Suse Reynolds, Executive Director of the Angel Association of New Zealand, said that a focus of the next 12 months will be on recruitment of new angel investors to lift the level of investment from around the $30 million annual level.

“Angel investment is a small but critical part of our capital markets feeding the pipeline of start-ups. We have a number of established and active angel groups which have backed companies like Lanzatech, Booktrack and PowerbyProxi.
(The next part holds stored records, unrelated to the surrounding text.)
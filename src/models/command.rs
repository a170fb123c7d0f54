// Command Model
//
// Logical relational commands addressed to virtual groups. Every leaf command
// carries fully resolved group and column references.

use serde::{Deserialize, Serialize};

use super::expression::{ColumnRef, DataType, Expression, Literal};

/// Row window requested by a query
#[derive(Debug, Clone, Copy, Serialize, Deserialize, PartialEq, Eq)]
pub struct Limit {
    #[serde(default)]
    pub offset: u64,
    /// `None` means unbounded
    #[serde(default)]
    pub row_limit: Option<u64>,
}

impl Limit {
    pub fn new(offset: u64, row_limit: Option<u64>) -> Self {
        Self { offset, row_limit }
    }

    /// Exclusive upper row bound (`offset + limit`), if bounded
    pub fn upper_bound(&self) -> Option<u64> {
        self.row_limit.map(|limit| self.offset.saturating_add(limit))
    }
}

#[derive(Debug, Clone, Copy, Serialize, Deserialize, PartialEq, Eq)]
#[serde(rename_all = "lowercase")]
pub enum NullOrdering {
    First,
    Last,
}

#[derive(Debug, Clone, Serialize, Deserialize, PartialEq)]
pub struct SortSpec {
    pub expression: Expression,
    #[serde(default = "default_ascending")]
    pub ascending: bool,
    #[serde(default)]
    pub nulls: Option<NullOrdering>,
}

fn default_ascending() -> bool {
    true
}

impl SortSpec {
    pub fn asc(expression: Expression) -> Self {
        Self {
            expression,
            ascending: true,
            nulls: None,
        }
    }

    pub fn desc(expression: Expression) -> Self {
        Self {
            expression,
            ascending: false,
            nulls: None,
        }
    }
}

/// Projected expression with an optional output name
#[derive(Debug, Clone, Serialize, Deserialize, PartialEq)]
pub struct DerivedColumn {
    #[serde(default)]
    pub alias: Option<String>,
    pub expression: Expression,
}

impl DerivedColumn {
    pub fn new(expression: Expression) -> Self {
        Self {
            alias: None,
            expression,
        }
    }

    pub fn aliased(expression: Expression, alias: impl Into<String>) -> Self {
        Self {
            alias: Some(alias.into()),
            expression,
        }
    }

    /// Output name of the column, if one can be derived without aliasing
    pub fn output_name(&self) -> Option<&str> {
        match (&self.alias, &self.expression) {
            (Some(alias), _) => Some(alias),
            (None, Expression::ColumnRef(column)) => Some(&column.name),
            _ => None,
        }
    }
}

#[derive(Debug, Clone, Serialize, Deserialize, PartialEq)]
pub struct GroupRef {
    /// Fully qualified name of the group in the source
    pub name: String,
    #[serde(default)]
    pub alias: Option<String>,
}

impl GroupRef {
    pub fn new(name: impl Into<String>) -> Self {
        Self {
            name: name.into(),
            alias: None,
        }
    }

    pub fn aliased(name: impl Into<String>, alias: impl Into<String>) -> Self {
        Self {
            name: name.into(),
            alias: Some(alias.into()),
        }
    }
}

#[derive(Debug, Clone, Copy, Serialize, Deserialize, PartialEq, Eq, Hash)]
#[serde(rename_all = "snake_case")]
pub enum JoinKind {
    Inner,
    LeftOuter,
    RightOuter,
    FullOuter,
    Cross,
}

impl JoinKind {
    pub fn as_sql(&self) -> &'static str {
        match self {
            JoinKind::Inner => "INNER JOIN",
            JoinKind::LeftOuter => "LEFT OUTER JOIN",
            JoinKind::RightOuter => "RIGHT OUTER JOIN",
            JoinKind::FullOuter => "FULL OUTER JOIN",
            JoinKind::Cross => "CROSS JOIN",
        }
    }
}

#[derive(Debug, Clone, Serialize, Deserialize, PartialEq)]
pub struct Join {
    pub left: TableReference,
    pub right: TableReference,
    pub kind: JoinKind,
    #[serde(default)]
    pub condition: Option<Expression>,
}

#[derive(Debug, Clone, Serialize, Deserialize, PartialEq)]
pub struct DerivedTable {
    pub query: QueryExpression,
    pub alias: String,
}

#[derive(Debug, Clone, Serialize, Deserialize, PartialEq)]
#[serde(tag = "type", rename_all = "snake_case")]
pub enum TableReference {
    Group(GroupRef),
    Join(Box<Join>),
    Derived(Box<DerivedTable>),
}

#[derive(Debug, Clone, Default, Serialize, Deserialize, PartialEq)]
pub struct Select {
    #[serde(default)]
    pub distinct: bool,
    pub projection: Vec<DerivedColumn>,
    #[serde(default)]
    pub from: Vec<TableReference>,
    #[serde(default)]
    pub where_clause: Option<Expression>,
    #[serde(default)]
    pub group_by: Vec<Expression>,
    #[serde(default)]
    pub having: Option<Expression>,
    #[serde(default)]
    pub order_by: Vec<SortSpec>,
    #[serde(default)]
    pub limit: Option<Limit>,
}

impl Select {
    pub fn new(projection: Vec<DerivedColumn>, from: Vec<TableReference>) -> Self {
        Self {
            projection,
            from,
            ..Default::default()
        }
    }

    pub fn with_where(mut self, predicate: Expression) -> Self {
        self.where_clause = Some(predicate);
        self
    }

    pub fn with_order_by(mut self, order_by: Vec<SortSpec>) -> Self {
        self.order_by = order_by;
        self
    }

    pub fn with_limit(mut self, limit: Limit) -> Self {
        self.limit = Some(limit);
        self
    }
}

#[derive(Debug, Clone, Copy, Serialize, Deserialize, PartialEq, Eq)]
#[serde(rename_all = "UPPERCASE")]
pub enum SetOperator {
    Union,
    Intersect,
    Except,
}

impl SetOperator {
    pub fn as_sql(&self) -> &'static str {
        match self {
            SetOperator::Union => "UNION",
            SetOperator::Intersect => "INTERSECT",
            SetOperator::Except => "EXCEPT",
        }
    }
}

#[derive(Debug, Clone, Serialize, Deserialize, PartialEq)]
pub struct SetOp {
    pub left: QueryExpression,
    pub right: QueryExpression,
    pub op: SetOperator,
    #[serde(default)]
    pub distinct: bool,
    #[serde(default)]
    pub order_by: Vec<SortSpec>,
    #[serde(default)]
    pub limit: Option<Limit>,
}

/// A query: either a simple select or a set operation
#[derive(Debug, Clone, Serialize, Deserialize, PartialEq)]
#[serde(tag = "type", rename_all = "snake_case")]
pub enum QueryExpression {
    Select(Box<Select>),
    SetOp(Box<SetOp>),
}

impl QueryExpression {
    pub fn limit(&self) -> Option<Limit> {
        match self {
            QueryExpression::Select(select) => select.limit,
            QueryExpression::SetOp(set_op) => set_op.limit,
        }
    }

    pub fn order_by(&self) -> &[SortSpec] {
        match self {
            QueryExpression::Select(select) => &select.order_by,
            QueryExpression::SetOp(set_op) => &set_op.order_by,
        }
    }

    /// The select whose projection names the output columns
    pub fn leftmost_select(&self) -> &Select {
        match self {
            QueryExpression::Select(select) => select,
            QueryExpression::SetOp(set_op) => set_op.left.leftmost_select(),
        }
    }

    pub fn leftmost_select_mut(&mut self) -> &mut Select {
        match self {
            QueryExpression::Select(select) => select,
            QueryExpression::SetOp(set_op) => set_op.left.leftmost_select_mut(),
        }
    }
}

#[derive(Debug, Clone, Serialize, Deserialize, PartialEq)]
#[serde(tag = "type", content = "value", rename_all = "snake_case")]
pub enum InsertSource {
    Values(Vec<Vec<Expression>>),
    Query(QueryExpression),
}

#[derive(Debug, Clone, Serialize, Deserialize, PartialEq)]
pub struct Insert {
    pub group: GroupRef,
    pub columns: Vec<ColumnRef>,
    pub source: InsertSource,
}

#[derive(Debug, Clone, Serialize, Deserialize, PartialEq)]
pub struct SetClause {
    pub column: ColumnRef,
    pub value: Expression,
}

#[derive(Debug, Clone, Serialize, Deserialize, PartialEq)]
pub struct Update {
    pub group: GroupRef,
    pub set: Vec<SetClause>,
    #[serde(default)]
    pub where_clause: Option<Expression>,
}

#[derive(Debug, Clone, Serialize, Deserialize, PartialEq)]
pub struct Delete {
    pub group: GroupRef,
    #[serde(default)]
    pub where_clause: Option<Expression>,
}

#[derive(Debug, Clone, Copy, Serialize, Deserialize, PartialEq, Eq)]
#[serde(rename_all = "lowercase")]
pub enum ParameterDirection {
    In,
    Out,
    InOut,
    Return,
}

#[derive(Debug, Clone, Serialize, Deserialize, PartialEq)]
pub struct Parameter {
    pub direction: ParameterDirection,
    pub data_type: DataType,
    /// Value supplied for IN/INOUT parameters
    #[serde(default)]
    pub value: Option<Literal>,
}

#[derive(Debug, Clone, Serialize, Deserialize, PartialEq)]
pub struct Call {
    pub name: String,
    #[serde(default)]
    pub parameters: Vec<Parameter>,
}

/// Logical command
#[derive(Debug, Clone, Serialize, Deserialize, PartialEq)]
#[serde(tag = "command", rename_all = "snake_case")]
pub enum Command {
    Select(Select),
    SetOp(SetOp),
    Insert(Insert),
    Update(Update),
    Delete(Delete),
    Call(Call),
}

impl Command {
    pub fn kind(&self) -> &'static str {
        match self {
            Command::Select(_) => "SELECT",
            Command::SetOp(_) => "SET_OP",
            Command::Insert(_) => "INSERT",
            Command::Update(_) => "UPDATE",
            Command::Delete(_) => "DELETE",
            Command::Call(_) => "CALL",
        }
    }

    pub fn is_query(&self) -> bool {
        matches!(self, Command::Select(_) | Command::SetOp(_))
    }
}

impl From<Select> for QueryExpression {
    fn from(select: Select) -> Self {
        QueryExpression::Select(Box::new(select))
    }
}

impl From<SetOp> for QueryExpression {
    fn from(set_op: SetOp) -> Self {
        QueryExpression::SetOp(Box::new(set_op))
    }
}

impl From<QueryExpression> for Command {
    fn from(query: QueryExpression) -> Self {
        match query {
            QueryExpression::Select(select) => Command::Select(*select),
            QueryExpression::SetOp(set_op) => Command::SetOp(*set_op),
        }
    }
}
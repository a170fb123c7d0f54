// Literal formatting
//
// Inline text for literal values in a source's dialect. Date and time
// values are interpreted in the engine time zone and shifted into the
// source's zone when the two differ.

use chrono::{FixedOffset, NaiveDate, NaiveDateTime, NaiveTime, TimeZone, Timelike};

use crate::error::{FederationError, Result};
use crate::models::{DataType, Literal, Value};
use crate::services::dialect::DialectConfig;

const NANOS_PER_SECOND: u32 = 1_000_000_000;

pub(super) fn format_literal(
    literal: &Literal,
    config: &DialectConfig,
    engine_tz: FixedOffset,
) -> Result<String> {
    check_type(literal)?;

    match &literal.value {
        Value::Null => Ok("NULL".to_string()),
        Value::Boolean(value) => Ok(config.kind.format_boolean(*value).to_string()),
        Value::Integer(value) => Ok(value.to_string()),
        Value::Float(value) => format_double(*value),
        Value::Decimal(text) => format_decimal(text),
        Value::String(text) => Ok(quote(text)),
        Value::Date(date) => Ok(config.kind.format_date(&date.format("%Y-%m-%d").to_string())),
        Value::Time(time) => {
            let time = convert_time(*time, engine_tz, config.time_zone)?;
            let text = time.format("%H:%M:%S").to_string();
            if config.has_time_type {
                Ok(config.kind.format_time(&text))
            } else {
                Ok(config.kind.format_timestamp(&format!("1970-01-01 {}", text)))
            }
        }
        Value::Timestamp(timestamp) => {
            let timestamp = convert(*timestamp, engine_tz, config.time_zone)?;
            Ok(config
                .kind
                .format_timestamp(&timestamp_text(&timestamp, config.timestamp_nanos_precision)))
        }
    }
}

/// The value variant must be representable in the declared type
fn check_type(literal: &Literal) -> Result<()> {
    let compatible = match (&literal.value, literal.data_type) {
        (Value::Null, _) => true,
        (_, DataType::Object) => true,
        (Value::Boolean(_), data_type) => data_type == DataType::Boolean,
        (Value::Integer(_), data_type) => data_type.is_numeric(),
        (Value::Float(_), data_type) => matches!(
            data_type,
            DataType::Float | DataType::Double | DataType::BigDecimal
        ),
        (Value::Decimal(_), data_type) => data_type.is_numeric(),
        (Value::String(_), data_type) => {
            matches!(data_type, DataType::String | DataType::Char)
        }
        (Value::Date(_), data_type) => data_type == DataType::Date,
        (Value::Time(_), data_type) => data_type == DataType::Time,
        (Value::Timestamp(_), data_type) => data_type == DataType::Timestamp,
    };

    if compatible {
        Ok(())
    } else {
        Err(FederationError::internal(format!(
            "literal {:?} cannot be rendered as type {}",
            literal.value,
            literal.data_type.as_str()
        )))
    }
}

/// Fixed-point for very small and very large magnitudes, shortest
/// round-trip text otherwise.
pub(super) fn format_double(value: f64) -> Result<String> {
    if !value.is_finite() {
        return Err(FederationError::internal(format!(
            "non-finite literal {} cannot be rendered",
            value
        )));
    }
    let magnitude = value.abs();
    if value != 0.0 && (magnitude < 1e-3 || magnitude >= 1e7) {
        // Display never switches to exponent notation
        Ok(format!("{}", value))
    } else {
        Ok(format!("{:?}", value))
    }
}

/// Fractional digits kept when an exponent is expanded
const MAX_FRACTION_DIGITS: usize = 60;

fn format_decimal(text: &str) -> Result<String> {
    let invalid = || FederationError::internal(format!("invalid decimal literal '{}'", text));

    let (mantissa, exponent) = match text.find(['e', 'E']) {
        Some(idx) => (&text[..idx], Some(&text[idx + 1..])),
        None => (text, None),
    };
    let (sign, unsigned) = match mantissa.strip_prefix('-') {
        Some(rest) => ("-", rest),
        None => ("", mantissa.strip_prefix('+').unwrap_or(mantissa)),
    };
    let (integer, fraction) = unsigned.split_once('.').unwrap_or((unsigned, ""));
    let digits_only = |part: &str| part.chars().all(|c| c.is_ascii_digit());
    if integer.len() + fraction.len() == 0 || !digits_only(integer) || !digits_only(fraction) {
        return Err(invalid());
    }

    let Some(exponent) = exponent else {
        return Ok(text.to_string());
    };
    let exponent: i64 = exponent.parse().map_err(|_| invalid())?;
    if exponent.abs() > 1000 {
        return Err(invalid());
    }

    let digits = format!("{}{}", integer, fraction);
    let point = integer.len() as i64 + exponent;
    let (whole, fraction) = if point <= 0 {
        let zeros = "0".repeat(point.unsigned_abs() as usize);
        (String::new(), format!("{}{}", zeros, digits))
    } else if point as usize >= digits.len() {
        let zeros = "0".repeat(point as usize - digits.len());
        (format!("{}{}", digits, zeros), String::new())
    } else {
        let (whole, fraction) = digits.split_at(point as usize);
        (whole.to_string(), fraction.to_string())
    };

    let whole = whole.trim_start_matches('0');
    let fraction: String = fraction.chars().take(MAX_FRACTION_DIGITS).collect();
    let fraction = fraction.trim_end_matches('0');
    let whole = if whole.is_empty() { "0" } else { whole };
    if fraction.is_empty() {
        Ok(format!("{}{}", sign, whole))
    } else {
        Ok(format!("{}{}.{}", sign, whole, fraction))
    }
}

pub(super) fn quote(text: &str) -> String {
    format!("'{}'", text.replace('\'', "''"))
}

fn convert(
    value: NaiveDateTime,
    engine_tz: FixedOffset,
    source_tz: Option<FixedOffset>,
) -> Result<NaiveDateTime> {
    let Some(source_tz) = source_tz.filter(|tz| *tz != engine_tz) else {
        return Ok(value);
    };
    engine_tz
        .from_local_datetime(&value)
        .single()
        .map(|instant| instant.with_timezone(&source_tz).naive_local())
        .ok_or_else(|| {
            FederationError::internal(format!("cannot convert {} to source time zone", value))
        })
}

fn convert_time(
    value: NaiveTime,
    engine_tz: FixedOffset,
    source_tz: Option<FixedOffset>,
) -> Result<NaiveTime> {
    let epoch = NaiveDate::from_ymd_opt(1970, 1, 1)
        .ok_or_else(|| FederationError::internal("invalid epoch date"))?;
    Ok(convert(epoch.and_time(value), engine_tz, source_tz)?.time())
}

/// `yyyy-mm-dd hh:mm:ss[.f]` with the fraction truncated to `precision`
/// digits and trailing zeros removed
pub(super) fn timestamp_text(value: &NaiveDateTime, precision: u32) -> String {
    let mut text = value.format("%Y-%m-%d %H:%M:%S").to_string();
    let precision = precision.min(9);
    let nanos = value.nanosecond() % NANOS_PER_SECOND;
    let truncated = nanos / 10u32.pow(9 - precision);
    if precision > 0 && truncated > 0 {
        let digits = format!("{:0width$}", truncated, width = precision as usize);
        text.push('.');
        text.push_str(digits.trim_end_matches('0'));
    }
    text
}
We aim to recruit another 200 angel investors to continue the growth in the sector, and which plays a key role in building and supporting the startup company pipeline. “2012 saw the emergence of specialist angel investment funds - such as the Manawatu Investment Group’s MIG One Fund and the Global from Day 1 Fund (a collaboration between the Icehouse and Sparkbox Ventures) - to fill gaps in the New Zealand angel investment market.

“A key advantage of these funds is that they provide a more nimble and streamlined investment decision making process, supported by a professional management structure. They are vehicles through which angels can get exposure to a portfolio of companies more easily than if they were investing as individuals on a deal-by-deal basis, and reducing the risk in what is a highly risky investment destination. The expectation is that other specialist funds will be launched over the next few years.”

2012 saw 70 percent of deals syndicated between different angel groups. This shows a significant increase in collaboration between angel groups, which is welcome given the small size of the New Zealand market and the need to give angels throughout New Zealand access to a range of deals. Since 2006, by region, 54 percent of investment was in Auckland, 11 percent in Christchurch, 10 percent in Wellington, 8 percent in Dunedin, 6 percent in Palmerston North, and 5 percent in Hamilton. Software & services received 27 percent of the amount invested, followed by pharmaceuticals/life sciences technology (23%), technology hardware and equipment (15%), and food & beverage (10%).


The fastest growing region for angel investment over the last year has been Bay of Plenty, which in 2012 accounted for 9.4 percent of investment by amount (fourth biggest region for investment), reflecting the presence there of a strong and growing local angel investment group, Enterprise Angels. This is up from just over one percent the year before.